##### Given data #####

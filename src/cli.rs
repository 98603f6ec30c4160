use clap::{Parser, Subcommand};
use std::path::PathBuf;

#[derive(Parser)]
#[command(name = "dancecast")]
#[command(author, version, about = "Local video library server with a sender/receiver playback relay")]
pub struct Cli {
    /// Path to config file
    #[arg(short, long, global = true)]
    pub config: Option<PathBuf>,

    /// Enable verbose logging
    #[arg(short, long, global = true)]
    pub verbose: bool,

    #[command(subcommand)]
    pub command: Commands,
}

#[derive(Subcommand)]
pub enum Commands {
    /// Start the HTTP server and control hub
    Start {
        /// Host to bind to (overrides config)
        #[arg(long)]
        host: Option<String>,

        /// Port to listen on (overrides config and $PORT)
        #[arg(short, long)]
        port: Option<u16>,

        /// Media directory to serve (overrides config and $DANCE_MEDIA_PATH)
        #[arg(short, long)]
        media: Option<PathBuf>,
    },

    /// Print the video library in serving order
    List {
        /// Media directory to scan (overrides config and $DANCE_MEDIA_PATH)
        #[arg(short, long)]
        media: Option<PathBuf>,
    },

    /// Validate configuration file
    Validate {
        /// Config file to validate (uses --config if not specified)
        config: Option<PathBuf>,
    },

    /// Display version information
    Version,
}
//! Hub registry: the live displays and controller attachments.
//!
//! All state sits behind a single mutex so registration, attachment, the
//! forwarding lookup and teardown are mutually exclusive. Delivery only
//! enqueues onto a connection's bounded [`Outbound`] queue without waiting,
//! so the lock is never held across an await point or a slow peer.

use std::collections::HashMap;

use dc_core::{DisplayId, SessionId};
use parking_lot::Mutex;

use super::error::HubError;
use super::outbound::Outbound;
use super::protocol::{DisplaySummary, ServerMessage};

struct DisplayEntry {
    name: String,
    /// Registration order, used to keep listings stable.
    seq: u64,
    tx: Outbound,
}

struct Attachment {
    display_id: DisplayId,
    /// The controller's own outbound queue, for `display_gone`.
    tx: Outbound,
}

#[derive(Default)]
struct RegistryState {
    displays: HashMap<DisplayId, DisplayEntry>,
    attachments: HashMap<SessionId, Attachment>,
    next_seq: u64,
}

/// Process-wide registry of displays and attachments.
#[derive(Default)]
pub struct HubRegistry {
    state: Mutex<RegistryState>,
}

impl HubRegistry {
    /// Create an empty registry.
    pub fn new() -> Self {
        Self::default()
    }

    /// Register a display and return its freshly minted identifier.
    ///
    /// The `registered` ack is queued on `tx` under the lock, so it precedes
    /// any command a controller can forward to the new display.
    pub fn register(&self, name: &str, tx: Outbound) -> DisplayId {
        let id = DisplayId::new();
        let mut state = self.state.lock();
        if let Err(e) = tx.send(ServerMessage::Registered { id }.to_text()) {
            tracing::debug!(display_id = %id, "Registration ack not queued: {e}");
        }
        let seq = state.next_seq;
        state.next_seq += 1;
        state.displays.insert(
            id,
            DisplayEntry {
                name: name.to_owned(),
                seq,
                tx,
            },
        );

        tracing::info!(display_id = %id, name, displays = state.displays.len(), "Display registered");
        id
    }

    /// Remove a display and notify every controller attached to it.
    ///
    /// Returns the number of controllers notified. Removing an unknown id is
    /// a no-op, so a display is torn down at most once.
    pub fn unregister(&self, id: DisplayId) -> usize {
        let mut state = self.state.lock();
        let Some(entry) = state.displays.remove(&id) else {
            return 0;
        };

        let orphaned: Vec<SessionId> = state
            .attachments
            .iter()
            .filter(|(_, a)| a.display_id == id)
            .map(|(session, _)| *session)
            .collect();

        let gone = ServerMessage::DisplayGone { display_id: id }.to_text();
        for session in &orphaned {
            if let Some(attachment) = state.attachments.remove(session) {
                // A closed controller queue just means it is tearing down too.
                let _ = attachment.tx.send(gone.clone());
            }
        }

        tracing::info!(
            display_id = %id,
            name = %entry.name,
            controllers_notified = orphaned.len(),
            "Display unregistered"
        );
        orphaned.len()
    }

    /// Point `session` at `display_id`, replacing any previous attachment.
    pub fn attach(
        &self,
        session: SessionId,
        display_id: DisplayId,
        tx: Outbound,
    ) -> Result<(), HubError> {
        let mut state = self.state.lock();
        if !state.displays.contains_key(&display_id) {
            return Err(HubError::DisplayNotFound(display_id.to_string()));
        }

        let previous = state
            .attachments
            .insert(session, Attachment { display_id, tx })
            .map(|a| a.display_id);

        tracing::info!(session_id = %session, display_id = %display_id, previous = ?previous, "Controller attached");
        Ok(())
    }

    /// Drop the attachment of `session`, returning the display it pointed at.
    pub fn detach(&self, session: SessionId) -> Option<DisplayId> {
        let removed = self
            .state
            .lock()
            .attachments
            .remove(&session)
            .map(|a| a.display_id);

        if let Some(display_id) = removed {
            tracing::debug!(session_id = %session, display_id = %display_id, "Controller detached");
        }
        removed
    }

    /// The display `session` is currently attached to, if any.
    pub fn attachment(&self, session: SessionId) -> Option<DisplayId> {
        self.state
            .lock()
            .attachments
            .get(&session)
            .map(|a| a.display_id)
    }

    /// Relay `payload` from `session` to its attached display.
    ///
    /// Fails with [`HubError::NotAttached`] when the session has no
    /// attachment or the display has gone.
    pub fn forward(&self, session: SessionId, payload: &str) -> Result<DisplayId, HubError> {
        let state = self.state.lock();
        let display_id = state
            .attachments
            .get(&session)
            .map(|a| a.display_id)
            .ok_or(HubError::NotAttached)?;
        let display = state
            .displays
            .get(&display_id)
            .ok_or(HubError::NotAttached)?;

        if let Err(e) = display.tx.send(payload.to_owned()) {
            // The display is going away; its teardown will follow and notify
            // this controller.
            tracing::debug!(display_id = %display_id, "Command dropped: {e}");
        } else {
            tracing::trace!(session_id = %session, display_id = %display_id, "Command forwarded");
        }
        Ok(display_id)
    }

    /// Snapshot of registered displays in registration order.
    pub fn list(&self) -> Vec<DisplaySummary> {
        let state = self.state.lock();
        let mut entries: Vec<(&DisplayId, &DisplayEntry)> = state.displays.iter().collect();
        entries.sort_by_key(|(_, e)| e.seq);
        entries
            .into_iter()
            .map(|(id, e)| DisplaySummary {
                id: *id,
                name: e.name.clone(),
            })
            .collect()
    }

    /// Number of registered displays.
    pub fn display_count(&self) -> usize {
        self.state.lock().displays.len()
    }

    /// Number of controllers with a live attachment.
    pub fn attachment_count(&self) -> usize {
        self.state.lock().attachments.len()
    }
}
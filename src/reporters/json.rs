//! JSON reporter
//!
//! The export document wraps the graph serialisation with run totals.

use super::AnalysisReport;
use crate::graph::GraphSnapshot;
use anyhow::{Context, Result};
use chrono::{DateTime, Utc};
use serde::Serialize;
use std::path::Path;

#[derive(Debug, Serialize)]
#[serde(rename_all = "camelCase")]
pub struct ExportDocument<'a> {
    pub graph: &'a GraphSnapshot,
    pub total_files: usize,
    pub total_elements: usize,
    /// Nanoseconds
    pub processing_time: u64,
    pub generated_at: DateTime<Utc>,
}

impl<'a> ExportDocument<'a> {
    pub fn new(report: &AnalysisReport<'a>) -> Self {
        Self {
            graph: report.graph,
            total_files: report.total_files,
            total_elements: report.total_elements,
            processing_time: u64::try_from(report.processing_time.as_nanos()).unwrap_or(u64::MAX),
            generated_at: Utc::now(),
        }
    }
}

/// Render the export document as pretty JSON
pub fn render(report: &AnalysisReport<'_>) -> Result<String> {
    Ok(serde_json::to_string_pretty(&ExportDocument::new(report))?)
}

/// Write the export document to `path`, creating parent directories
pub fn export_to_file(report: &AnalysisReport<'_>, path: &Path) -> Result<()> {
    if let Some(parent) = path.parent().filter(|p| !p.as_os_str().is_empty()) {
        std::fs::create_dir_all(parent)
            .with_context(|| format!("Failed to create directory {}", parent.display()))?;
    }
    let json = render(report)?;
    std::fs::write(path, json).with_context(|| format!("Failed to write {}", path.display()))?;
    Ok(())
}
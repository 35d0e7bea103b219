//! Ranked views over a finished graph
//!
//! - orphans: no dependencies and no dependents, sorted by node id
//! - most depended: by dependent count, only nodes that have dependents
//! - most complex: by final score
//!
//! Ties are broken by node id so the output never depends on map order.

use super::store_models::NodeId;
use std::cmp::Reverse;

/// How many entries the ranked views keep
pub const RANKING_LIMIT: usize = 10;

/// Connectivity of one node, the input to every view
#[derive(Debug, Clone, Copy)]
pub struct NodeMetrics<'a> {
    pub id: &'a str,
    pub dependencies: usize,
    pub dependents: usize,
    pub score: u32,
}

#[derive(Debug, Clone, Default, PartialEq, Eq)]
pub struct GraphAnalytics {
    pub orphans: Vec<NodeId>,
    pub most_depended: Vec<NodeId>,
    pub most_complex: Vec<NodeId>,
}

pub fn analyze(metrics: &[NodeMetrics<'_>], limit: usize) -> GraphAnalytics {
    let mut orphans: Vec<NodeId> = metrics
        .iter()
        .filter(|m| m.dependencies == 0 && m.dependents == 0)
        .map(|m| m.id.to_string())
        .collect();
    orphans.sort();

    let mut depended: Vec<&NodeMetrics<'_>> = metrics.iter().filter(|m| m.dependents > 0).collect();
    depended.sort_by_key(|m| (Reverse(m.dependents), m.id));

    let mut complex: Vec<&NodeMetrics<'_>> = metrics.iter().collect();
    complex.sort_by_key(|m| (Reverse(m.score), m.id));

    GraphAnalytics {
        orphans,
        most_depended: depended.iter().take(limit).map(|m| m.id.to_string()).collect(),
        most_complex: complex.iter().take(limit).map(|m| m.id.to_string()).collect(),
    }
}

#[cfg(test)]
mod tests {
    use super::*;

    fn m(id: &str, dependencies: usize, dependents: usize, score: u32) -> NodeMetrics<'_> {
        NodeMetrics {
            id,
            dependencies,
            dependents,
            score,
        }
    }

    #[test]
    fn test_orphans_sorted_by_id() {
        let metrics = [m("class:B:1", 0, 0, 5), m("class:A:1", 0, 0, 5), m("class:C:1", 1, 0, 6)];
        let result = analyze(&metrics, RANKING_LIMIT);
        assert_eq!(result.orphans, vec!["class:A:1", "class:B:1"]);
    }

    #[test]
    fn test_ties_break_on_id() {
        let metrics = [
            m("function:z:1", 0, 2, 9),
            m("function:a:1", 0, 2, 9),
            m("function:m:1", 0, 3, 4),
        ];
        let result = analyze(&metrics, RANKING_LIMIT);
        assert_eq!(
            result.most_depended,
            vec!["function:m:1", "function:a:1", "function:z:1"]
        );
        assert_eq!(
            result.most_complex,
            vec!["function:a:1", "function:z:1", "function:m:1"]
        );
    }

    #[test]
    fn test_orphans_never_most_depended() {
        let metrics = [m("class:Lonely:1", 0, 0, 50), m("class:Hub:1", 0, 1, 7)];
        let result = analyze(&metrics, RANKING_LIMIT);
        assert_eq!(result.most_depended, vec!["class:Hub:1"]);
        // Orphan status is about edges, score can still rank it
        assert_eq!(result.most_complex[0], "class:Lonely:1");
    }

    #[test]
    fn test_limit_applies() {
        let ids: Vec<String> = (0..15).map(|i| format!("function:f{:02}:1", i)).collect();
        let metrics: Vec<NodeMetrics<'_>> = ids.iter().map(|id| m(id, 1, 1, 3)).collect();
        let result = analyze(&metrics, RANKING_LIMIT);
        assert_eq!(result.most_depended.len(), 10);
        assert_eq!(result.most_complex.len(), 10);
        assert_eq!(result.most_complex[0], "function:f00:1");
        assert!(result.orphans.is_empty());
    }

    #[test]
    fn test_empty_graph() {
        assert_eq!(analyze(&[], RANKING_LIMIT), GraphAnalytics::default());
    }
}
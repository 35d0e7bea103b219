//! Project-level configuration support
//!
//! Loads per-project configuration from `depmap.toml`, `.depmap.json`,
//! or `.depmap.yaml` / `.depmap.yml` in the analysed root.
//!
//! # Configuration Format
//!
//! ```toml
//! # depmap.toml
//! language = "php"
//! exclude_dirs = ["generated", "legacy"]
//! output_file = "reports/deps.json"
//! verbose = false
//! workers = 8
//! format = "text"
//! ```

use crate::discovery::merge_excluded_dirs;
use crate::parsers::DEFAULT_MAX_CONCURRENCY;
use crate::reporters::OutputFormat;
use anyhow::{bail, Context, Result};
use serde::Deserialize;
use std::path::{Path, PathBuf};
use std::str::FromStr;
use tracing::{debug, warn};

pub const DEFAULT_LANGUAGE: &str = "php";

/// Written when verbose output is requested without an explicit file
pub const DEFAULT_OUTPUT_FILE: &str = "depmap-results.json";

pub const MAX_WORKERS: usize = 64;

/// Contents of a project config file
#[derive(Debug, Clone, Default, PartialEq, Eq, Deserialize)]
pub struct ProjectConfig {
    /// Source dialect, e.g. `php`
    #[serde(default)]
    pub language: Option<String>,

    /// Extra directory names to skip, added to the built-in list
    #[serde(default, alias = "excludeDirs")]
    pub exclude_dirs: Vec<String>,

    /// Where to write the JSON export
    #[serde(default, alias = "outputFile")]
    pub output_file: Option<PathBuf>,

    #[serde(default)]
    pub verbose: bool,

    /// Extraction concurrency ceiling
    #[serde(default)]
    pub workers: Option<usize>,

    /// Default report format (text, json)
    #[serde(default)]
    pub format: Option<String>,
}

/// Load project configuration from the analysed root
///
/// Looks for config files in order:
/// 1. `depmap.toml`
/// 2. `.depmap.json`
/// 3. `.depmap.yaml` / `.depmap.yml`
///
/// A file that fails to load is logged and skipped. Returns the default
/// config when nothing loads.
pub fn load_project_config(repo_path: &Path) -> ProjectConfig {
    // Try TOML first (preferred format)
    let toml_path = repo_path.join("depmap.toml");
    if toml_path.exists() {
        match load_toml_config(&toml_path) {
            Ok(config) => {
                debug!("Loaded project config from {}", toml_path.display());
                return config;
            }
            Err(e) => {
                warn!("Failed to load {}: {}", toml_path.display(), e);
            }
        }
    }

    let json_path = repo_path.join(".depmap.json");
    if json_path.exists() {
        match load_json_config(&json_path) {
            Ok(config) => {
                debug!("Loaded project config from {}", json_path.display());
                return config;
            }
            Err(e) => {
                warn!("Failed to load {}: {}", json_path.display(), e);
            }
        }
    }

    for yaml_name in &[".depmap.yaml", ".depmap.yml"] {
        let yaml_path = repo_path.join(yaml_name);
        if !yaml_path.exists() {
            continue;
        }
        match load_yaml_config(&yaml_path) {
            Ok(config) => {
                debug!("Loaded project config from {}", yaml_path.display());
                return config;
            }
            Err(e) => {
                warn!("Failed to load {}: {}", yaml_path.display(), e);
            }
        }
    }

    debug!("No project config found, using defaults");
    ProjectConfig::default()
}

fn load_toml_config(path: &Path) -> Result<ProjectConfig> {
    let content = std::fs::read_to_string(path)?;
    let config: ProjectConfig = toml::from_str(&content)?;
    Ok(config)
}

fn load_json_config(path: &Path) -> Result<ProjectConfig> {
    let content = std::fs::read_to_string(path)?;
    let config: ProjectConfig = serde_json::from_str(&content)?;
    Ok(config)
}

fn load_yaml_config(path: &Path) -> Result<ProjectConfig> {
    let content = std::fs::read_to_string(path)?;
    let config: ProjectConfig = serde_yaml::from_str(&content)?;
    Ok(config)
}

/// Values given on the command line; `None` means "not given"
#[derive(Debug, Clone, Default)]
pub struct CliOverrides {
    pub language: Option<String>,
    pub exclude_dirs: Vec<String>,
    pub output_file: Option<PathBuf>,
    pub verbose: bool,
    pub workers: Option<usize>,
    pub format: Option<OutputFormat>,
}

/// Effective settings for one run
#[derive(Debug, Clone, PartialEq, Eq)]
pub struct AnalysisSettings {
    pub root: PathBuf,
    pub language: String,
    pub excluded_dirs: Vec<String>,
    pub output_file: Option<PathBuf>,
    pub verbose: bool,
    pub workers: usize,
    pub format: OutputFormat,
}

impl AnalysisSettings {
    /// CLI beats project config beats built-in default
    pub fn resolve(root: PathBuf, cli: CliOverrides, config: ProjectConfig) -> Result<Self> {
        let verbose = cli.verbose || config.verbose;

        let workers = cli.workers.or(config.workers).unwrap_or(DEFAULT_MAX_CONCURRENCY);
        if !(1..=MAX_WORKERS).contains(&workers) {
            bail!("workers must be between 1 and {}, got {}", MAX_WORKERS, workers);
        }

        let format = match (cli.format, config.format.as_deref()) {
            (Some(format), _) => format,
            (None, Some(raw)) => OutputFormat::from_str(raw)
                .with_context(|| format!("Invalid format in project config: '{}'", raw))?,
            (None, None) => OutputFormat::default(),
        };

        let output_file = cli.output_file.or(config.output_file).or_else(|| {
            verbose.then(|| PathBuf::from(DEFAULT_OUTPUT_FILE))
        });

        let excluded_dirs =
            merge_excluded_dirs(config.exclude_dirs.iter().chain(cli.exclude_dirs.iter()));

        Ok(Self {
            root,
            language: cli
                .language
                .or(config.language)
                .unwrap_or_else(|| DEFAULT_LANGUAGE.to_string()),
            excluded_dirs,
            output_file,
            verbose,
            workers,
            format,
        })
    }
}
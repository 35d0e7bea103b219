//! Pattern rule tables for the line scanner
//!
//! A dialect is described entirely by data: a set of compiled regexes with
//! agreed named capture groups, the prefixes that mark comment lines, the
//! parameter sigil, and the builtin names that must never be reported as
//! function calls. The scanner in `extractor` knows nothing else about the
//! language.
//!
//! # Capture groups
//!
//! | rule            | groups                                     |
//! |-----------------|--------------------------------------------|
//! | `namespace`     | `name`                                     |
//! | `import`        | `path`, `alias`?                           |
//! | `class`         | `modifiers`?, `name`                       |
//! | `method`        | `modifiers`?, `name`, `params`?, `ret`?    |
//! | `function`      | `name`, `params`?, `ret`?                  |
//! | `property`      | `visibility`, `modifiers`?, `name`         |
//! | `constant`      | `visibility`?, `name`                      |
//! | `static_call`   | `class`, `member`                          |
//! | `member_call`   | `member`                                   |
//! | `instantiation` | `class`                                    |
//! | `function_call` | `name`                                     |

use regex::Regex;
use rustc_hash::FxHashSet;

pub struct PatternRules {
    pub namespace: Regex,
    pub import: Regex,
    pub class: Regex,
    pub method: Regex,
    pub function: Regex,
    pub property: Regex,
    pub constant: Regex,
    pub static_call: Regex,
    pub member_call: Regex,
    pub instantiation: Regex,
    pub function_call: Regex,
    /// Trimmed lines starting with any of these are skipped
    pub comment_prefixes: &'static [&'static str],
    /// Character that introduces a parameter name (`$` in PHP)
    pub param_sigil: char,
    /// Member access operators; a line containing one suppresses function calls
    pub member_operators: &'static [&'static str],
    /// Keyword that introduces an instantiation, never itself a call
    pub instantiation_keyword: &'static str,
    /// Keywords that open an anonymous function, e.g. `function (`
    pub closure_keywords: &'static [&'static str],
    /// Keywords that introduce a named declaration on a signature line
    pub declaration_keywords: &'static [&'static str],
    builtins: FxHashSet<&'static str>,
}

/// Regex sources for one dialect, compiled by [`PatternRules::compile`]
pub struct RuleSource {
    pub namespace: &'static str,
    pub import: &'static str,
    pub class: &'static str,
    pub method: &'static str,
    pub function: &'static str,
    pub property: &'static str,
    pub constant: &'static str,
    pub static_call: &'static str,
    pub member_call: &'static str,
    pub instantiation: &'static str,
    pub function_call: &'static str,
    pub comment_prefixes: &'static [&'static str],
    pub param_sigil: char,
    pub member_operators: &'static [&'static str],
    pub instantiation_keyword: &'static str,
    pub closure_keywords: &'static [&'static str],
    pub declaration_keywords: &'static [&'static str],
    pub builtins: &'static [&'static str],
}

impl PatternRules {
    pub fn compile(source: &RuleSource) -> Result<Self, regex::Error> {
        Ok(Self {
            namespace: Regex::new(source.namespace)?,
            import: Regex::new(source.import)?,
            class: Regex::new(source.class)?,
            method: Regex::new(source.method)?,
            function: Regex::new(source.function)?,
            property: Regex::new(source.property)?,
            constant: Regex::new(source.constant)?,
            static_call: Regex::new(source.static_call)?,
            member_call: Regex::new(source.member_call)?,
            instantiation: Regex::new(source.instantiation)?,
            function_call: Regex::new(source.function_call)?,
            comment_prefixes: source.comment_prefixes,
            param_sigil: source.param_sigil,
            member_operators: source.member_operators,
            instantiation_keyword: source.instantiation_keyword,
            closure_keywords: source.closure_keywords,
            declaration_keywords: source.declaration_keywords,
            builtins: source.builtins.iter().copied().collect(),
        })
    }

    /// Case-insensitive lookup in the builtin table
    pub fn is_builtin(&self, name: &str) -> bool {
        self.builtins.contains(name.to_lowercase().as_str())
    }

    pub fn is_comment(&self, trimmed: &str) -> bool {
        self.comment_prefixes.iter().any(|p| trimmed.starts_with(p))
    }

    /// Split a raw parameter list into bare parameter names.
    ///
    /// Fragments without the sigil (type-only or variadic-only tokens) are
    /// dropped and default values are cut off.
    pub fn parse_parameters(&self, raw: &str) -> Vec<String> {
        raw.split(',')
            .filter_map(|fragment| {
                let (_, after) = fragment.trim().split_once(self.param_sigil)?;
                let name = after.split('=').next().unwrap_or("").trim();
                Some(name.to_string())
            })
            .collect()
    }
}
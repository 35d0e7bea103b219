//! depmap - dependency maps for legacy codebases
//!
//! Scans source files with a rule table of patterns, resolves every usage
//! to the declaration it names, and builds a scored dependency graph with
//! orphan and hub rankings.

pub mod cli;
pub mod config;
pub mod discovery;
pub mod graph;
pub mod models;
pub mod parsers;
pub mod progress;
pub mod reporters;
pub mod scoring;
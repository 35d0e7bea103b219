//! Output reporters for depmap analysis results
//!
//! Supports two output formats:
//! - `text` - Terminal summary with colors
//! - `json` - The export document, machine-readable

pub mod json;
pub mod text;

use crate::graph::GraphSnapshot;
use crate::models::ParsedFile;
use anyhow::{anyhow, Result};
use std::str::FromStr;
use std::time::Duration;

/// Supported output formats
#[derive(Debug, Clone, Copy, PartialEq, Eq, Default)]
pub enum OutputFormat {
    #[default]
    Text,
    Json,
}

impl FromStr for OutputFormat {
    type Err = anyhow::Error;

    fn from_str(s: &str) -> Result<Self, Self::Err> {
        match s.to_lowercase().as_str() {
            "text" | "txt" | "terminal" => Ok(OutputFormat::Text),
            "json" => Ok(OutputFormat::Json),
            _ => Err(anyhow!("Unknown format '{}'. Valid formats: text, json", s)),
        }
    }
}

impl std::fmt::Display for OutputFormat {
    fn fmt(&self, f: &mut std::fmt::Formatter<'_>) -> std::fmt::Result {
        match self {
            OutputFormat::Text => write!(f, "text"),
            OutputFormat::Json => write!(f, "json"),
        }
    }
}

/// Everything a reporter needs from one finished run
pub struct AnalysisReport<'a> {
    pub graph: &'a GraphSnapshot,
    pub files: &'a [ParsedFile],
    pub total_files: usize,
    pub total_elements: usize,
    pub processing_time: Duration,
}

/// Render a report using an OutputFormat enum
pub fn report_with_format(report: &AnalysisReport<'_>, format: OutputFormat, verbose: bool) -> Result<String> {
    match format {
        OutputFormat::Text => text::render(report, verbose),
        OutputFormat::Json => json::render(report),
    }
}
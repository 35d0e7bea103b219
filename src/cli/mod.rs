//! CLI definition and entry point

mod analyze;

pub use analyze::{analyze_path, AnalysisOutcome};

use crate::config::{load_project_config, AnalysisSettings, CliOverrides, MAX_WORKERS};
use crate::parsers::ParserRegistry;
use crate::reporters::OutputFormat;
use anyhow::Result;
use clap::Parser;
use std::path::PathBuf;
use std::str::FromStr;

/// Parse and validate workers count (1-64)
fn parse_workers(s: &str) -> Result<usize, String> {
    let n: usize = s
        .parse()
        .map_err(|_| format!("'{}' is not a valid number", s))?;
    if n == 0 {
        Err("workers must be at least 1".to_string())
    } else if n > MAX_WORKERS {
        Err(format!("workers cannot exceed {}", MAX_WORKERS))
    } else {
        Ok(n)
    }
}

/// depmap - dependency maps for legacy codebases
#[derive(Parser, Debug)]
#[command(name = "depmap")]
#[command(
    version,
    about = "Map declarations and their dependencies in a PHP codebase",
    long_about = "depmap scans a source tree, extracts classes, functions, methods, \
properties and constants, resolves who uses whom, and reports hubs, \
orphans and the most complex elements. Nothing is executed.",
    after_help = "\
Examples:
  depmap .                         Summarise the current directory
  depmap app -v                    Full lists plus the function usage report
  depmap . -f json > deps.json     Export document on stdout
  depmap . -o deps.json            Summary on screen, export to a file
  depmap . --exclude legacy        Skip another directory name"
)]
pub struct Cli {
    /// Directory to analyse
    #[arg(default_value = ".")]
    pub path: PathBuf,

    /// Show complete lists and the function usage report
    #[arg(short, long)]
    pub verbose: bool,

    /// Write the JSON export document to this file
    #[arg(short, long, value_name = "FILE")]
    pub output: Option<PathBuf>,

    /// Additional directory name to skip (repeatable)
    #[arg(long = "exclude", value_name = "DIR")]
    pub exclude: Vec<String>,

    /// Source language
    #[arg(short, long)]
    pub language: Option<String>,

    /// Report format: text or json
    #[arg(short, long, value_parser = ["text", "json"])]
    pub format: Option<String>,

    /// Maximum concurrent file extractions (1-64)
    #[arg(long, value_parser = parse_workers)]
    pub workers: Option<usize>,

    /// Log level (error, warn, info, debug, trace)
    #[arg(long, env = "DEPMAP_LOG_LEVEL", default_value = "warn", value_parser = ["error", "warn", "info", "debug", "trace"])]
    pub log_level: String,

    /// Print the supported languages and exit
    #[arg(long)]
    pub list_languages: bool,
}

impl Cli {
    fn overrides(&self) -> Result<CliOverrides> {
        Ok(CliOverrides {
            language: self.language.clone(),
            exclude_dirs: self.exclude.clone(),
            output_file: self.output.clone(),
            verbose: self.verbose,
            workers: self.workers,
            format: self.format.as_deref().map(OutputFormat::from_str).transpose()?,
        })
    }
}

/// Run the CLI
pub fn run(cli: Cli) -> Result<()> {
    let registry = ParserRegistry::with_defaults();

    if cli.list_languages {
        for language in registry.languages() {
            println!("{}", language);
        }
        return Ok(());
    }

    let project_config = load_project_config(&cli.path);
    let settings = AnalysisSettings::resolve(cli.path.clone(), cli.overrides()?, project_config)?;
    tracing::debug!("Effective settings: {:?}", settings);

    analyze::run(&settings, &registry)
}

#[cfg(test)]
mod tests {
    use super::*;
    use clap::CommandFactory;

    #[test]
    fn test_cli_definition_is_valid() {
        Cli::command().debug_assert();
    }

    #[test]
    fn test_parse_workers_bounds() {
        assert_eq!(parse_workers("1"), Ok(1));
        assert_eq!(parse_workers("64"), Ok(64));
        assert!(parse_workers("0").is_err());
        assert!(parse_workers("65").is_err());
        assert!(parse_workers("many").is_err());
    }

    #[test]
    fn test_defaults_leave_overrides_unset() {
        let cli = Cli::parse_from(["depmap"]);
        assert_eq!(cli.path, PathBuf::from("."));
        assert_eq!(cli.log_level, "warn");
        let overrides = cli.overrides().unwrap();
        assert!(overrides.format.is_none());
        assert!(overrides.workers.is_none());
        assert!(!overrides.verbose);
    }

    #[test]
    fn test_repeatable_exclude_and_format() {
        let cli = Cli::parse_from([
            "depmap", "src", "--exclude", "legacy", "--exclude", "build", "-f", "json", "-v",
        ]);
        let overrides = cli.overrides().unwrap();
        assert_eq!(overrides.exclude_dirs, vec!["legacy", "build"]);
        assert_eq!(overrides.format, Some(OutputFormat::Json));
        assert!(overrides.verbose);
    }

    #[test]
    fn test_invalid_workers_rejected_by_parser() {
        assert!(Cli::try_parse_from(["depmap", "--workers", "100"]).is_err());
    }
}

#####

Work instruction:
Scan the listing above and identify each line holding the string "results"; copy every such line.

Answer space:
pub const DEFAULT_OUTPUT_FILE: &str = "depmap-results.json";
//! Output reporters for depmap analysis results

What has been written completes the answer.